Future Shock, indeed.

“That was so unreal for me,” Jennings recalls today. “The decision I’d made. Ricky being who he was. I was a little nervous. The first time I met him was at that shoot, the night before we played against each other in Barcelona. I met his mom, too, rest in peace. Ricky and I just shared a little chit-chat that day. We knew we were about to do some big shit.”

Jennings’ time in the L came sooner than Rubio’s. A little while after that cover, he was in the 2009 Draft, going 10th overall to the Milwaukee Bucks. And soon after that, in just his seventh NBA game, Jennings dropped 55 points. On the Golden State Warriors and their rookie PG, Stephen Curry. What were we supposed to do? Put him on his first solo cover, of course. Behold SLAM 135, an Adam Fleischer-Atiba Jefferson production that featured Jennings bursting off the front page in a fire red Bucks uni. “That meant that I made it,” Jennings says. “I was that kid running to the store to get that magazine. Now I’m on the cover. That was a full-circle moment.”

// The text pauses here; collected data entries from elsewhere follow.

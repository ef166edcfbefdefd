use boardwatch_core::AppError;
use sqlx::PgPool;
use sqlx::postgres::PgPoolOptions;

use crate::config::DatabaseConfig;
use crate::repository::ListingRepository;

/// Database facade: owns the connection pool, runs migrations
/// and vends repository instances.
#[derive(Clone)]
pub struct Database {
    pool: PgPool,
}

impl Database {
    /// Connect to PostgreSQL with the given configuration.
    pub async fn connect(config: &DatabaseConfig) -> Result<Self, AppError> {
        let pool = PgPoolOptions::new()
            .max_connections(config.max_connections)
            .acquire_timeout(config.acquire_timeout)
            .connect(&config.url)
            .await
            .map_err(|e| AppError::DatabaseError(format!("Failed to connect: {e}")))?;

        Ok(Self { pool })
    }

    /// Create a `Database` from an existing pool (useful for testing).
    pub fn from_pool(pool: PgPool) -> Self {
        Self { pool }
    }

    /// Run all pending migrations.
    pub async fn migrate(&self) -> Result<(), AppError> {
        sqlx::migrate!("../../migrations")
            .run(&self.pool)
            .await
            .map_err(|e| AppError::DatabaseError(format!("Migration failed: {e}")))?;
        Ok(())
    }

    /// Get a [`ListingRepository`] backed by this pool.
    pub fn listing_repo(&self) -> ListingRepository {
        ListingRepository::new(self.pool.clone())
    }

    /// Get a reference to the underlying pool.
    pub fn pool(&self) -> &PgPool {
        &self.pool
    }

    pub async fn close(&self) {
        self.pool.close().await;
    }
}
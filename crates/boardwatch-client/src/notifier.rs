use std::fmt;
use std::time::Duration;

use boardwatch_core::error::AppError;
use boardwatch_core::traits::Notifier;
use reqwest::Client;
use url::Url;

const DEFAULT_NOTIFY_TIMEOUT: Duration = Duration::from_secs(15);

/// Messenger send-API settings.
#[derive(Clone)]
pub struct MessengerConfig {
    pub url: String,
    pub access_token: String,
    pub recipient_id: String,
}

impl fmt::Debug for MessengerConfig {
    fn fmt(&self, f: &mut fmt::Formatter<'_>) -> fmt::Result {
        f.debug_struct("MessengerConfig")
            .field("url", &self.url)
            .field("access_token", &"<redacted>")
            .field("recipient_id", &self.recipient_id)
            .finish()
    }
}

impl MessengerConfig {
    /// Read configuration from environment variables.
    ///
    /// - `MESSENGER_URL`
    /// - `MESSENGER_ACCESS_TOKEN`
    /// - `MESSENGER_USER_ID`
    ///
    /// Returns `None` (notifications disabled) if any of them is missing or empty.
    pub fn from_env() -> Option<Self> {
        let read = |name: &str| match std::env::var(name) {
            Ok(value) if !value.trim().is_empty() => Some(value),
            _ => {
                tracing::warn!("Environment variable {name} is not set, notifications disabled");
                None
            }
        };

        Some(Self {
            url: read("MESSENGER_URL")?,
            access_token: read("MESSENGER_ACCESS_TOKEN")?,
            recipient_id: read("MESSENGER_USER_ID")?,
        })
    }
}

/// Delivers notifications as text messages through a Messenger-style send API.
///
/// The message, recipient and token travel as query parameters of an
/// otherwise empty POST.
#[derive(Clone)]
pub struct MessengerNotifier {
    client: Client,
    endpoint: Url,
    access_token: String,
    recipient_id: String,
    timeout_secs: u64,
}

impl MessengerNotifier {
    pub fn new(config: &MessengerConfig) -> Result<Self, AppError> {
        Self::with_timeout(config, DEFAULT_NOTIFY_TIMEOUT)
    }

    pub fn with_timeout(config: &MessengerConfig, timeout: Duration) -> Result<Self, AppError> {
        let endpoint = Url::parse(&config.url)
            .map_err(|e| AppError::ConfigError(format!("Invalid MESSENGER_URL: {e}")))?;

        let client = Client::builder()
            .timeout(timeout)
            .build()
            .map_err(|e| AppError::HttpError(e.to_string()))?;

        Ok(Self {
            client,
            endpoint,
            access_token: config.access_token.clone(),
            recipient_id: config.recipient_id.clone(),
            timeout_secs: timeout.as_secs(),
        })
    }

    /// The full send URL for one message.
    fn request_url(&self, message: &str) -> Url {
        let text = serde_json::json!({ "text": message }).to_string();
        let recipient = serde_json::json!({ "id": self.recipient_id }).to_string();

        let mut url = self.endpoint.clone();
        url.query_pairs_mut()
            .append_pair("message", &text)
            .append_pair("messaging_type", "RESPONSE")
            .append_pair("recipient", &recipient)
            .append_pair("access_token", &self.access_token);
        url
    }
}

impl Notifier for MessengerNotifier {
    async fn notify(&self, message: &str) -> Result<(), AppError> {
        let response = self
            .client
            .post(self.request_url(message))
            .header(reqwest::header::CONTENT_TYPE, "application/json; charset=UTF-8")
            .send()
            .await
            .map_err(|e| {
                if e.is_timeout() {
                    AppError::Timeout(self.timeout_secs)
                } else {
                    AppError::NotificationError(e.without_url().to_string())
                }
            })?;

        let status = response.status();
        let body = response.text().await.unwrap_or_default();
        if !status.is_success() {
            return Err(AppError::NotificationError(format!(
                "HTTP {}: {}",
                status.as_u16(),
                body
            )));
        }

        tracing::debug!(%body, "Notification delivered");
        Ok(())
    }
}

#[cfg(test)]
mod tests {
    use super::*;

    fn config() -> MessengerConfig {
        MessengerConfig {
            url: "https://graph.example.com/v18.0/me/messages".into(),
            access_token: "secret-token".into(),
            recipient_id: "1234567890".into(),
        }
    }

    #[test]
    fn test_request_url_carries_message_and_recipient() {
        let notifier = MessengerNotifier::new(&config()).unwrap();
        let url = notifier.request_url("New board: Fish 5'8 (300.00 €)\nhttps://x/1");

        let pairs: Vec<(String, String)> = url
            .query_pairs()
            .map(|(k, v)| (k.into_owned(), v.into_owned()))
            .collect();
        let get = |key: &str| {
            pairs
                .iter()
                .find(|(k, _)| k == key)
                .map(|(_, v)| v.clone())
                .unwrap()
        };

        let message: serde_json::Value = serde_json::from_str(&get("message")).unwrap();
        assert_eq!(message["text"], "New board: Fish 5'8 (300.00 €)\nhttps://x/1");
        let recipient: serde_json::Value = serde_json::from_str(&get("recipient")).unwrap();
        assert_eq!(recipient["id"], "1234567890");
        assert_eq!(get("messaging_type"), "RESPONSE");
        assert_eq!(get("access_token"), "secret-token");
        assert_eq!(url.path(), "/v18.0/me/messages");
    }

    #[test]
    fn test_invalid_endpoint_is_config_error() {
        let mut cfg = config();
        cfg.url = "graph example".into();
        assert!(matches!(
            MessengerNotifier::new(&cfg),
            Err(AppError::ConfigError(_))
        ));
    }

    #[test]
    fn test_debug_redacts_token() {
        let rendered = format!("{:?}", config());
        assert!(!rendered.contains("secret-token"));
        assert!(rendered.contains("1234567890"));
    }
}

Jennings played all 82 as a rook and copped a solo KICKS cover the next summer. He’d go on to play 555 games in the League, bouncing from Milwaukee to a few different spots before finishing his career as a Buck in ’18. It was an appropriate ending, because it connected Jennings to the Giannis Era in Milwaukee and greatly extended the lifespan of his #BucksInSix quote.

And even though he stopped playing, Jennings has stayed fresh and relevant. Most notably, he’s the founder of streetwear brand Tuff Crowd. And in another full-circle moment, the brand recently collabed with Under Armour and its current signature hooper, none other than Curry.